*Exercise goal*: Reproduce the entries exactly, beginning with the line containing "a blocking function" and ending with their last line, both included.

*Records to use*:
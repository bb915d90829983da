//! Built-in command groups.

pub mod db;
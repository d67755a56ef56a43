//! Attempt registry

use std::collections::HashMap;

use parking_lot::RwLock;
use tokio::time::Instant;
use tracing::trace;

use super::RegistryError;

/// One execution try of a task
#[derive(Debug, Clone)]
pub struct Attempt {
    /// Attempt id (the first attempt reuses the task id)
    pub id: String,

    /// Task that owns this attempt
    pub task_id: String,

    /// Attempt number (1-based)
    pub number: u32,

    /// Opaque metadata
    pub info: serde_json::Value,

    /// Last liveness signal; never moves backwards
    pub last_heartbeat: Instant,
}

impl Attempt {
    /// Create an attempt whose heartbeat starts now
    pub fn new(
        id: impl Into<String>,
        task_id: impl Into<String>,
        number: u32,
        info: serde_json::Value,
    ) -> Self {
        Self {
            id: id.into(),
            task_id: task_id.into(),
            number,
            info,
            last_heartbeat: Instant::now(),
        }
    }
}

/// Registry of attempts keyed by attempt id
pub struct AttemptRegistry {
    attempts: RwLock<HashMap<String, Attempt>>,
}

impl AttemptRegistry {
    /// Create an empty registry
    pub fn new() -> Self {
        Self {
            attempts: RwLock::new(HashMap::new()),
        }
    }

    /// Insert or overwrite an attempt, returning the previous entry
    pub fn add(&self, attempt: Attempt) -> Option<Attempt> {
        self.attempts.write().insert(attempt.id.clone(), attempt)
    }

    /// Get a snapshot of an attempt
    pub fn get(&self, id: &str) -> Result<Attempt, RegistryError> {
        self.attempts
            .read()
            .get(id)
            .cloned()
            .ok_or_else(|| RegistryError::AttemptNotFound(id.to_string()))
    }

    /// Refresh an attempt's heartbeat to now
    pub fn update_heartbeat(&self, id: &str) -> Result<Instant, RegistryError> {
        let mut attempts = self.attempts.write();
        let attempt = attempts
            .get_mut(id)
            .ok_or_else(|| RegistryError::AttemptNotFound(id.to_string()))?;
        attempt.last_heartbeat = attempt.last_heartbeat.max(Instant::now());
        trace!(attempt_id = %id, "heartbeat refreshed");
        Ok(attempt.last_heartbeat)
    }

    /// Remove an attempt
    pub fn remove(&self, id: &str) -> Option<Attempt> {
        self.attempts.write().remove(id)
    }

    /// Remove several attempts, returning how many existed
    pub fn remove_all<I, S>(&self, ids: I) -> usize
    where
        I: IntoIterator<Item = S>,
        S: AsRef<str>,
    {
        let mut attempts = self.attempts.write();
        ids.into_iter()
            .filter(|id| attempts.remove(id.as_ref()).is_some())
            .count()
    }

    /// Number of attempts
    pub fn len(&self) -> usize {
        self.attempts.read().len()
    }

    /// Whether the registry is empty
    pub fn is_empty(&self) -> bool {
        self.attempts.read().is_empty()
    }
}

impl Default for AttemptRegistry {
    fn default() -> Self {
        Self::new()
    }
}
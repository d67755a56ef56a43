// Leasekeep RPC server
// Decision: Ctrl-C stops accepting HTTP requests first, then drains the engine

use anyhow::{Context, Result};
use leasekeep_engine::Engine;
use leasekeep_rpc::{init_telemetry, router, AppState, ServerConfig, TelemetryConfig};

#[tokio::main]
async fn main() -> Result<()> {
    dotenvy::dotenv().ok();

    // Configure via environment variables:
    // - RUST_LOG or LOG_LEVEL: Log filter (default: leasekeep_engine=info,leasekeep_rpc=info,...)
    // - BIND_ADDRESS, ADD_DELAY_SECONDS and the engine's lease options
    init_telemetry(TelemetryConfig::from_env().with_service_name("leasekeep-rpc"))?;

    tracing::info!("leasekeep-rpc starting...");

    let config = ServerConfig::from_env().context("Invalid server configuration")?;
    let engine = Engine::new(config.engine.clone()).context("Failed to start lease engine")?;
    let app = router(AppState::new(engine.clone(), config.add_delay));

    let listener = tokio::net::TcpListener::bind(&config.bind_address)
        .await
        .context("Failed to bind to address")?;
    tracing::info!(address = %config.bind_address, "RPC server listening");

    axum::serve(listener, app)
        .with_graceful_shutdown(shutdown_signal())
        .await
        .context("Server error")?;

    tracing::info!(in_flight = engine.in_flight(), "Shutting down gracefully...");
    engine
        .shutdown()
        .await
        .context("Lease engine did not shut down cleanly")?;

    tracing::info!("RPC server stopped");
    Ok(())
}

async fn shutdown_signal() {
    match tokio::signal::ctrl_c().await {
        Ok(()) => tracing::info!("Received shutdown signal"),
        Err(e) => {
            tracing::error!(error = %e, "Failed to listen for shutdown signal");
            std::future::pending::<()>().await;
        }
    }
}
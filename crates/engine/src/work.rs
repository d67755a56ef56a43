//! Units of work and their execution context
//!
//! A [`Work`] is the type-erased function the engine runs for a task. It is invoked once
//! per attempt with a [`WorkContext`] and resolves to a JSON value or a [`WorkError`].

use std::any::Any;
use std::fmt;
use std::future::Future;
use std::sync::Arc;

use futures::future::{BoxFuture, FutureExt};
use serde::de::DeserializeOwned;
use serde::{Deserialize, Serialize};

use crate::registry::{TaskRegistry, TaskStatus};

/// Keyword arguments passed to a unit of work
pub type Arguments = serde_json::Map<String, serde_json::Value>;

/// Outcome of one execution of a unit of work
pub type WorkResult = Result<serde_json::Value, WorkError>;

type WorkFn = dyn Fn(WorkContext) -> BoxFuture<'static, WorkResult> + Send + Sync;

/// Classification of a work failure
#[derive(Debug, Clone, Copy, PartialEq, Eq, Serialize, Deserialize)]
#[serde(rename_all = "snake_case")]
pub enum WorkErrorKind {
    /// The work function returned an error
    Failed,
    /// The work function panicked
    Panicked,
    /// The execution was cancelled before it produced a result
    Cancelled,
}

/// Error produced by a unit of work
#[derive(Debug, Clone, PartialEq, Serialize, Deserialize)]
pub struct WorkError {
    /// Error message
    pub message: String,

    /// What kind of failure this was
    pub kind: WorkErrorKind,
}

impl WorkError {
    /// Create an error for a work function that failed
    pub fn failed(message: impl Into<String>) -> Self {
        Self {
            message: message.into(),
            kind: WorkErrorKind::Failed,
        }
    }

    /// Create an error for a work function that panicked
    pub fn panicked(message: impl Into<String>) -> Self {
        Self {
            message: message.into(),
            kind: WorkErrorKind::Panicked,
        }
    }

    /// Create an error for an execution that was cancelled
    pub fn cancelled(message: impl Into<String>) -> Self {
        Self {
            message: message.into(),
            kind: WorkErrorKind::Cancelled,
        }
    }

    pub(crate) fn from_panic(payload: Box<dyn Any + Send>) -> Self {
        let message = if let Some(s) = payload.downcast_ref::<&str>() {
            (*s).to_string()
        } else if let Some(s) = payload.downcast_ref::<String>() {
            s.clone()
        } else {
            "work panicked".to_string()
        };
        Self::panicked(message)
    }

    pub(crate) fn from_join(err: tokio::task::JoinError) -> Self {
        if err.is_cancelled() {
            Self::cancelled("execution was cancelled")
        } else {
            match err.try_into_panic() {
                Ok(payload) => Self::from_panic(payload),
                Err(err) => Self::failed(err.to_string()),
            }
        }
    }
}

impl fmt::Display for WorkError {
    fn fmt(&self, f: &mut fmt::Formatter<'_>) -> fmt::Result {
        write!(f, "{}", self.message)
    }
}

impl std::error::Error for WorkError {}

impl From<anyhow::Error> for WorkError {
    fn from(err: anyhow::Error) -> Self {
        Self::failed(format!("{:#}", err))
    }
}

impl From<serde_json::Error> for WorkError {
    fn from(err: serde_json::Error) -> Self {
        Self::failed(err.to_string())
    }
}

/// Context handed to a unit of work for one attempt
#[derive(Clone)]
pub struct WorkContext {
    /// Task this execution belongs to
    pub task_id: String,

    /// Attempt this execution runs under
    pub attempt_id: String,

    /// Attempt number (1-based)
    pub attempt_number: u32,

    /// Keyword arguments supplied at submission
    pub arguments: Arguments,

    tasks: Arc<TaskRegistry>,
}

impl WorkContext {
    pub(crate) fn new(
        task_id: impl Into<String>,
        attempt_id: impl Into<String>,
        attempt_number: u32,
        arguments: Arguments,
        tasks: Arc<TaskRegistry>,
    ) -> Self {
        Self {
            task_id: task_id.into(),
            attempt_id: attempt_id.into(),
            attempt_number,
            arguments,
            tasks,
        }
    }

    /// Deserialize a named argument
    pub fn arg<T: DeserializeOwned>(&self, name: &str) -> Result<T, WorkError> {
        let value = self
            .arguments
            .get(name)
            .ok_or_else(|| WorkError::failed(format!("missing argument: {}", name)))?;
        serde_json::from_value(value.clone())
            .map_err(|e| WorkError::failed(format!("invalid argument {}: {}", name, e)))
    }

    /// Report a terminal status for this task
    ///
    /// Returns `false` when the task is gone, already terminal, or `status` is not
    /// terminal. A task reported `Completed` this way only gets its result once the work
    /// returns; use [`complete`](Self::complete) to attach the value immediately.
    pub fn report(&self, status: TaskStatus) -> bool {
        self.tasks.set_status(&self.task_id, status)
    }

    /// Complete this task with `value` before the work returns
    pub fn complete(&self, value: serde_json::Value) -> bool {
        self.tasks.complete(&self.task_id, &self.attempt_id, value)
    }

    /// Whether this attempt still owns the task
    ///
    /// `false` once a resubmission superseded it or the task was reaped.
    pub fn is_current_attempt(&self) -> bool {
        self.tasks.is_current_attempt(&self.task_id, &self.attempt_id)
    }

    /// Whether this is a resubmitted attempt
    pub fn is_retry(&self) -> bool {
        self.attempt_number > 1
    }
}

impl fmt::Debug for WorkContext {
    fn fmt(&self, f: &mut fmt::Formatter<'_>) -> fmt::Result {
        f.debug_struct("WorkContext")
            .field("task_id", &self.task_id)
            .field("attempt_id", &self.attempt_id)
            .field("attempt_number", &self.attempt_number)
            .field("arguments", &self.arguments)
            .finish_non_exhaustive()
    }
}

/// A unit of work the engine can run
///
/// # Example
///
/// ```
/// use leasekeep_engine::{Work, WorkContext, WorkError};
/// use serde_json::json;
///
/// let add = Work::new(|ctx: WorkContext| async move {
///     let x: i64 = ctx.arg("x")?;
///     let y: i64 = ctx.arg("y")?;
///     Ok::<_, WorkError>(json!(x + y))
/// });
/// assert!(add.heartbeat_enabled());
/// ```
#[derive(Clone)]
pub struct Work {
    func: Arc<WorkFn>,
    heartbeat: bool,
}

impl Work {
    /// Wrap an async function
    pub fn new<F, Fut>(func: F) -> Self
    where
        F: Fn(WorkContext) -> Fut + Send + Sync + 'static,
        Fut: Future<Output = WorkResult> + Send + 'static,
    {
        Self {
            func: Arc::new(move |ctx| func(ctx).boxed()),
            heartbeat: true,
        }
    }

    /// Wrap a blocking function
    ///
    /// The function runs on the blocking thread pool so it cannot stall the runtime
    /// threads that drive the monitor and heartbeats.
    pub fn blocking<F>(func: F) -> Self
    where
        F: Fn(WorkContext) -> WorkResult + Send + Sync + 'static,
    {
        let func = Arc::new(func);
        Self::new(move |ctx| {
            let func = Arc::clone(&func);
            async move {
                tokio::task::spawn_blocking(move || func(ctx))
                    .await
                    .unwrap_or_else(|e| Err(WorkError::from_join(e)))
            }
        })
    }

    /// Run without a heartbeat sender
    ///
    /// The attempt's lease is never refreshed, so the lease monitor will resubmit the task
    /// once the lease expires unless the work finishes first.
    pub fn without_heartbeat(mut self) -> Self {
        self.heartbeat = false;
        self
    }

    /// Whether a heartbeat sender accompanies executions of this work
    pub fn heartbeat_enabled(&self) -> bool {
        self.heartbeat
    }

    pub(crate) fn call(&self, ctx: WorkContext) -> BoxFuture<'static, WorkResult> {
        (self.func)(ctx)
    }
}

impl fmt::Debug for Work {
    fn fmt(&self, f: &mut fmt::Formatter<'_>) -> fmt::Result {
        f.debug_struct("Work")
            .field("heartbeat", &self.heartbeat)
            .finish_non_exhaustive()
    }
}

*Task solution*:
    /// Wrap a blocking function
    ///
    /// The function runs on the blocking thread pool so it cannot stall the runtime
    /// threads that drive the monitor and heartbeats.
    pub fn blocking<F>(func: F) -> Self
    where
        F: Fn(WorkContext) -> WorkResult + Send + Sync + 'static,
    {
        let func = Arc::new(func);
        Self::new(move |ctx| {
            let func = Arc::clone(&func);
            async move {
                tokio::task::spawn_blocking(move || func(ctx))
                    .await
                    .unwrap_or_else(|e| Err(WorkError::from_join(e)))
            }
        })
    }

    /// Run without a heartbeat sender
    ///
    /// The attempt's lease is never refreshed, so the lease monitor will resubmit the task
    /// once the lease expires unless the work finishes first.
    pub fn without_heartbeat(mut self) -> Self {
        self.heartbeat = false;
        self
    }

    /// Whether a heartbeat sender accompanies executions of this work
    pub fn heartbeat_enabled(&self) -> bool {
        self.heartbeat
    }

    pub(crate) fn call(&self, ctx: WorkContext) -> BoxFuture<'static, WorkResult> {
        (self.func)(ctx)
    }
}

impl fmt::Debug for Work {
    fn fmt(&self, f: &mut fmt::Formatter<'_>) -> fmt::Result {
        f.debug_struct("Work")
            .field("heartbeat", &self.heartbeat)
            .finish_non_exhaustive()
    }
}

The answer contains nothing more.